• What you will do:
Filter the entries below, keeping only lines with the word "deallocated".

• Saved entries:
════
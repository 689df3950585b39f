//! Error types shared by the runbooks

use thiserror::Error;

/// Errors raised while fetching metrics, talking to the control plane or
/// applying an optimization
#[derive(Debug, Error)]
pub enum OptimizerError {
    /// Credential acquisition failed; aborts the whole run
    #[error("authentication failed: {0}")]
    Authentication(String),

    #[error("metrics query for {resource} failed: {message}")]
    Metrics { resource: String, message: String },

    /// Non-success HTTP status from the provider API
    #[error("API error ({status}): {body}")]
    Api { status: u16, body: String },

    #[error("transport error: {0}")]
    Transport(#[from] reqwest::Error),

    /// The power-state poll exhausted its attempts before the VM deallocated
    #[error("{resource} did not reach the deallocated state after {attempts} polls")]
    DeallocationTimedOut { resource: String, attempts: u32 },

    #[error("unknown configuration '{0}'")]
    UnknownConfiguration(String),

    #[error("resource not found: {0}")]
    NotFound(String),

    #[error("unsupported operation: {0}")]
    Unsupported(String),

    #[error("invalid response: {0}")]
    InvalidResponse(String),

    #[error("inventory error: {0}")]
    Inventory(String),

    #[error("invalid URL: {0}")]
    Url(#[from] url::ParseError),

    #[error("configuration error: {0}")]
    Config(#[from] config::ConfigError),
}

impl OptimizerError {
    /// Whether the error must abort the run instead of being recorded
    /// against a single resource
    pub fn is_fatal(&self) -> bool {
        matches!(self, OptimizerError::Authentication(_) | OptimizerError::Config(_))
    }
}

pub type Result<T> = std::result::Result<T, OptimizerError>;
//! Mutators: apply an approved change through the control interfaces
//!
//! Every mutator honors simulate mode by returning a `Simulated` outcome
//! without calling the control plane.

mod compute;
mod database;
mod storage;

pub use compute::{PollPolicy, VmMutator};
pub use database::DatabaseMutator;
pub use storage::BlobTierMutator;
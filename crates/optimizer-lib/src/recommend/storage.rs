//! Blob access-tier recommendation
//!
//! Blobs are classified one by one on days since last access:
//! Hot -> Archive past the hot-archive threshold, Hot -> Cool past the cool
//! threshold, Cool -> Archive past the cool-archive threshold.

use chrono::{DateTime, Utc};
use serde::{Deserialize, Serialize};

use crate::config::StorageSettings;
use crate::models::{AccessTier, BlobItem, Confidence, Recommendation};
use crate::tables::TierTable;

/// A single blob tier change
#[derive(Debug, Clone, PartialEq, Serialize, Deserialize)]
pub struct BlobMove {
    pub blob: BlobItem,
    pub target: AccessTier,
    pub days_idle: Option<i64>,
    pub estimated_savings: f64,
}

/// Tier changes planned for one storage account
#[derive(Debug, Clone, PartialEq, Serialize, Deserialize)]
pub struct TieringPlan {
    pub account: String,
    pub blobs_scanned: usize,
    pub moves: Vec<BlobMove>,
}

impl TieringPlan {
    pub fn total_savings(&self) -> f64 {
        self.moves.iter().map(|m| m.estimated_savings).sum()
    }

    pub fn is_empty(&self) -> bool {
        self.moves.is_empty()
    }

    /// Account-level recommendation summarizing the plan
    pub fn recommendation(&self) -> Recommendation {
        let current = format!("{} blobs", self.blobs_scanned);
        if self.moves.is_empty() {
            return Recommendation::keep(
                current,
                "No blobs eligible for a cheaper access tier",
                Confidence::High,
            );
        }

        let to_cool = self.moves.iter().filter(|m| m.target == AccessTier::Cool).count();
        let to_archive = self
            .moves
            .iter()
            .filter(|m| m.target == AccessTier::Archive)
            .count();
        let to_hot = self.moves.len() - to_cool - to_archive;

        let mut parts = Vec::new();
        if to_cool > 0 {
            parts.push(format!("{} to Cool", to_cool));
        }
        if to_archive > 0 {
            parts.push(format!("{} to Archive", to_archive));
        }
        if to_hot > 0 {
            parts.push(format!("{} to Hot", to_hot));
        }

        Recommendation {
            current,
            recommended: Some(format!("{} blobs re-tiered", self.moves.len())),
            reason: parts.join(", "),
            estimated_savings: self.total_savings(),
            confidence: Confidence::High,
            should_optimize: true,
        }
    }
}

/// Age thresholds and prices for blob tiering
#[derive(Debug, Clone)]
pub struct TieringPolicy {
    tiers: TierTable,
    cool_after_days: i64,
    archive_from_cool_after_days: i64,
    archive_from_hot_after_days: i64,
}

impl TieringPolicy {
    pub fn new(settings: &StorageSettings) -> Self {
        Self {
            tiers: TierTable::from(settings),
            cool_after_days: settings.cool_after_days,
            archive_from_cool_after_days: settings.archive_from_cool_after_days,
            archive_from_hot_after_days: settings.archive_from_hot_after_days,
        }
    }

    /// Cheaper tier for a blob, if its idle time warrants one
    pub fn classify(&self, blob: &BlobItem, now: DateTime<Utc>) -> Option<AccessTier> {
        let days = blob.days_since_access(now)?;
        match blob.tier {
            AccessTier::Hot if days >= self.archive_from_hot_after_days => Some(AccessTier::Archive),
            AccessTier::Hot if days >= self.cool_after_days => Some(AccessTier::Cool),
            AccessTier::Cool if days >= self.archive_from_cool_after_days => {
                Some(AccessTier::Archive)
            }
            _ => None,
        }
    }

    /// Monthly savings of moving a blob to `target`
    pub fn savings(&self, blob: &BlobItem, target: AccessTier) -> f64 {
        let current_price = self.tiers.price_per_gb(blob.tier);
        match self.tiers.savings_percent(blob.tier, target) {
            Some(percent) => blob.size_gb() * current_price * percent,
            None => blob.size_gb() * (current_price - self.tiers.price_per_gb(target)),
        }
    }

    /// Plan tier changes for the blobs of one account
    pub fn plan(&self, account: &str, blobs: &[BlobItem], now: DateTime<Utc>) -> TieringPlan {
        let moves = blobs
            .iter()
            .filter_map(|blob| {
                self.classify(blob, now).map(|target| BlobMove {
                    blob: blob.clone(),
                    target,
                    days_idle: blob.days_since_access(now),
                    estimated_savings: self.savings(blob, target),
                })
            })
            .collect();

        TieringPlan {
            account: account.to_string(),
            blobs_scanned: blobs.len(),
            moves,
        }
    }

    /// Plan moving every blob not already in `target`
    pub fn plan_explicit(
        &self,
        account: &str,
        blobs: &[BlobItem],
        target: AccessTier,
        now: DateTime<Utc>,
    ) -> TieringPlan {
        let moves = blobs
            .iter()
            .filter(|blob| blob.tier != target)
            .map(|blob| BlobMove {
                blob: blob.clone(),
                target,
                days_idle: blob.days_since_access(now),
                estimated_savings: self.savings(blob, target),
            })
            .collect();

        TieringPlan {
            account: account.to_string(),
            blobs_scanned: blobs.len(),
            moves,
        }
    }
}

#[cfg(test)]
mod tests {
    use super::*;
    use chrono::Duration;

    const GIB: u64 = 1024 * 1024 * 1024;

    fn blob(name: &str, tier: AccessTier, idle_days: Option<i64>, now: DateTime<Utc>) -> BlobItem {
        BlobItem {
            container: "data".into(),
            name: name.into(),
            size_bytes: 100 * GIB,
            tier,
            last_accessed: idle_days.map(|d| now - Duration::days(d)),
            last_modified: None,
        }
    }

    fn policy() -> TieringPolicy {
        TieringPolicy::new(&StorageSettings::default())
    }

    #[test]
    fn test_classification_ladder() {
        let now = Utc::now();
        let p = policy();

        assert_eq!(p.classify(&blob("a", AccessTier::Hot, Some(10), now), now), None);
        assert_eq!(
            p.classify(&blob("b", AccessTier::Hot, Some(30), now), now),
            Some(AccessTier::Cool)
        );
        assert_eq!(
            p.classify(&blob("c", AccessTier::Hot, Some(200), now), now),
            Some(AccessTier::Archive)
        );
        assert_eq!(p.classify(&blob("d", AccessTier::Cool, Some(60), now), now), None);
        assert_eq!(
            p.classify(&blob("e", AccessTier::Cool, Some(90), now), now),
            Some(AccessTier::Archive)
        );
        assert_eq!(p.classify(&blob("f", AccessTier::Archive, Some(900), now), now), None);
        assert_eq!(p.classify(&blob("g", AccessTier::Hot, None, now), now), None);
    }

    #[test]
    fn test_savings_uses_size_price_and_percentage() {
        let now = Utc::now();
        let b = blob("a", AccessTier::Hot, Some(45), now);
        // 100 GB * 0.0184 * 0.45
        assert!((policy().savings(&b, AccessTier::Cool) - 0.828).abs() < 1e-9);
    }

    #[test]
    fn test_plan_aggregates_moves() {
        let now = Utc::now();
        let blobs = vec![
            blob("fresh", AccessTier::Hot, Some(1), now),
            blob("stale", AccessTier::Hot, Some(40), now),
            blob("ancient", AccessTier::Hot, Some(365), now),
            blob("cold", AccessTier::Cool, Some(120), now),
        ];

        let plan = policy().plan("sa1", &blobs, now);
        assert_eq!(plan.blobs_scanned, 4);
        assert_eq!(plan.moves.len(), 3);

        let rec = plan.recommendation();
        assert!(rec.should_optimize);
        assert_eq!(rec.reason, "1 to Cool, 2 to Archive");
        assert!((rec.estimated_savings - plan.total_savings()).abs() < 1e-12);
    }

    #[test]
    fn test_empty_plan_keeps_account() {
        let now = Utc::now();
        let plan = policy().plan("sa1", &[blob("fresh", AccessTier::Hot, Some(1), now)], now);
        assert!(plan.is_empty());
        assert!(!plan.recommendation().should_optimize);
    }

    #[test]
    fn test_explicit_plan_skips_blobs_already_in_target() {
        let now = Utc::now();
        let blobs = vec![
            blob("a", AccessTier::Hot, Some(1), now),
            blob("b", AccessTier::Cool, Some(1), now),
        ];
        let plan = policy().plan_explicit("sa1", &blobs, AccessTier::Cool, now);
        assert_eq!(plan.moves.len(), 1);
        assert_eq!(plan.moves[0].blob.name, "a");
    }
}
════
• Expected answer:
    /// The power-state poll exhausted its attempts before the VM deallocated
    #[error("{resource} did not reach the deallocated state after {attempts} polls")]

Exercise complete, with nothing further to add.